Family and friends of Ashun held a vigil on October 28 to remember the victim. The family demanded a full investigation into the shooting, wanting to know if the officers could have de-escalated the situation.

Prior to the shooting, Ashun’s family had sought help for him as he was bipolar. Just three days before the shooting, the family had taken him to Kings County Hospital, where a crisis team told them that there was nothing they could do, his sister Ama Bartley told NY Daily News.

“My brother was not an out-of-control individual,” said Bartley, as she tried to hold back her tears at the vigil that was held for her brother. “People in his life that loved him were not afraid of him because he was peaceful.”

“Our community deserves to know the full truth of what happened. That’s the only way that healing will begin here in Brownsville,” said Camara Jackson, executive director of Elite Learners, Inc., a Brownsville anti-gun violence and youth mentoring organization, at the vigil.

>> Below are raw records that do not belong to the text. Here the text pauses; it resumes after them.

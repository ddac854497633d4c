//! Per-frame snapshot history.
//!
//! Every appended snapshot gets exactly one renderer, so for each frame
//! `snapshots()[i]` pairs with `renderers()[i]`. Main frames are also
//! reachable by page id through a secondary index.

use crate::renderer::Renderer;
use crate::resource::ResourceView;
use serde::{Deserialize, Serialize};
use serde_json::{Map, Value};
use std::collections::HashMap;
use std::collections::hash_map::Entry;
use std::sync::Arc;
use tracescope_core::{FrameId, PageId};

/// One point-in-time DOM capture of a frame
#[derive(Debug, Clone, PartialEq, Serialize, Deserialize)]
#[serde(rename_all = "camelCase")]
pub struct FrameSnapshotRecord {
    /// Captured frame
    pub frame_id: FrameId,
    /// Page owning the frame
    pub page_id: PageId,
    /// Whether the frame is the page's main frame
    #[serde(default)]
    pub is_main_frame: bool,
    /// Name assigned by the recorder; not unique
    #[serde(default, skip_serializing_if = "Option::is_none")]
    pub snapshot_name: Option<String>,
    /// Rendering data, opaque to the index
    #[serde(flatten)]
    pub payload: Map<String, Value>,
}

impl FrameSnapshotRecord {
    /// Create a record with an empty payload
    #[must_use]
    pub fn new(
        frame_id: impl Into<FrameId>,
        page_id: impl Into<PageId>,
        is_main_frame: bool,
        snapshot_name: Option<&str>,
    ) -> Self {
        Self {
            frame_id: frame_id.into(),
            page_id: page_id.into(),
            is_main_frame,
            snapshot_name: snapshot_name.map(str::to_string),
            payload: Map::new(),
        }
    }
}

/// Snapshots and renderers of one frame
#[derive(Debug)]
pub struct FrameHistory {
    frame_id: FrameId,
    snapshots: Vec<Arc<FrameSnapshotRecord>>,
    renderers: Vec<Arc<Renderer>>,
}

impl FrameHistory {
    fn new(frame_id: FrameId) -> Self {
        Self {
            frame_id,
            snapshots: Vec::new(),
            renderers: Vec::new(),
        }
    }

    fn push(&mut self, record: FrameSnapshotRecord, resources: Arc<ResourceView>) -> Arc<Renderer> {
        self.snapshots.push(Arc::new(record));
        let index = self.snapshots.len() - 1;
        let renderer = Arc::new(Renderer::new(resources, self.snapshots.clone(), index));
        self.renderers.push(Arc::clone(&renderer));
        renderer
    }

    /// Frame this history belongs to
    #[must_use]
    pub fn frame_id(&self) -> &FrameId {
        &self.frame_id
    }

    /// Raw snapshots in append order
    #[must_use]
    pub fn snapshots(&self) -> &[Arc<FrameSnapshotRecord>] {
        &self.snapshots
    }

    /// Renderers, index-aligned with [`Self::snapshots`]
    #[must_use]
    pub fn renderers(&self) -> &[Arc<Renderer>] {
        &self.renderers
    }

    /// Number of snapshots
    #[must_use]
    pub fn len(&self) -> usize {
        self.snapshots.len()
    }

    /// Check if the history is empty
    #[must_use]
    pub fn is_empty(&self) -> bool {
        self.snapshots.is_empty()
    }

    /// First renderer whose snapshot is named `name`
    #[must_use]
    pub fn find_by_name(&self, name: &str) -> Option<&Arc<Renderer>> {
        self.renderers
            .iter()
            .find(|r| r.snapshot_name() == Some(name))
    }
}

/// Snapshot histories of every frame in a trace
#[derive(Debug, Default)]
pub struct SnapshotHistory {
    frames: HashMap<FrameId, FrameHistory>,
    page_frames: HashMap<PageId, FrameId>,
    snapshot_count: usize,
}

impl SnapshotHistory {
    /// Create an empty history
    #[must_use]
    pub fn new() -> Self {
        Self::default()
    }

    /// Append a snapshot and build its renderer over `resources`
    pub fn append(
        &mut self,
        record: FrameSnapshotRecord,
        resources: Arc<ResourceView>,
    ) -> Arc<Renderer> {
        let history = match self.frames.entry(record.frame_id.clone()) {
            Entry::Occupied(entry) => entry.into_mut(),
            Entry::Vacant(entry) => {
                if record.is_main_frame {
                    tracing::debug!(
                        page_id = %record.page_id,
                        frame_id = %record.frame_id,
                        "main frame registered for page"
                    );
                    self.page_frames
                        .insert(record.page_id.clone(), record.frame_id.clone());
                }
                entry.insert(FrameHistory::new(record.frame_id.clone()))
            }
        };
        let renderer = history.push(record, resources);
        self.snapshot_count += 1;

        tracing::debug!(
            frame_id = %renderer.frame_id(),
            index = renderer.index(),
            name = renderer.snapshot_name().unwrap_or(""),
            "indexed frame snapshot"
        );
        renderer
    }

    /// Find a frame history by page id, then by frame id
    ///
    /// A page alias wins over a frame whose id happens to equal the page id.
    #[must_use]
    pub fn resolve(&self, page_or_frame_id: &str) -> Option<&FrameHistory> {
        self.page_frames
            .get(page_or_frame_id)
            .and_then(|frame_id| self.frames.get(frame_id))
            .or_else(|| self.frames.get(page_or_frame_id))
    }

    /// First renderer named `name` in the resolved frame history
    #[must_use]
    pub fn snapshot_by_name(&self, page_or_frame_id: &str, name: &str) -> Option<&Arc<Renderer>> {
        self.resolve(page_or_frame_id)?.find_by_name(name)
    }

    /// Number of frames with at least one snapshot
    #[must_use]
    pub fn frame_count(&self) -> usize {
        self.frames.len()
    }

    /// Total snapshots across all frames
    #[must_use]
    pub fn snapshot_count(&self) -> usize {
        self.snapshot_count
    }

    /// Remove every frame and page alias
    pub fn clear(&mut self) {
        self.frames.clear();
        self.page_frames.clear();
        self.snapshot_count = 0;
    }
}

Kwesi Ashun’s sister Ama Bartley, wearing a red coat, sheds tears as she speaks about her brother’s death. Nigel Roberts/Bklyner

The NYPD will continue the investigation into this incident and analyze the video footage in the process. The video was released to review the incident fairly.

The city also said in a statement: “All NYPD patrol officers are equipped with body-worn cameras. The benefits of cameras are clear: transparency into police activity, de-escalation of police encounters and accountability for police officers, through an independent account of interactions between the police and the citizens they serve. Body-worn cameras serve as a vital part of ongoing efforts to increase trust between the police and all New Yorkers.”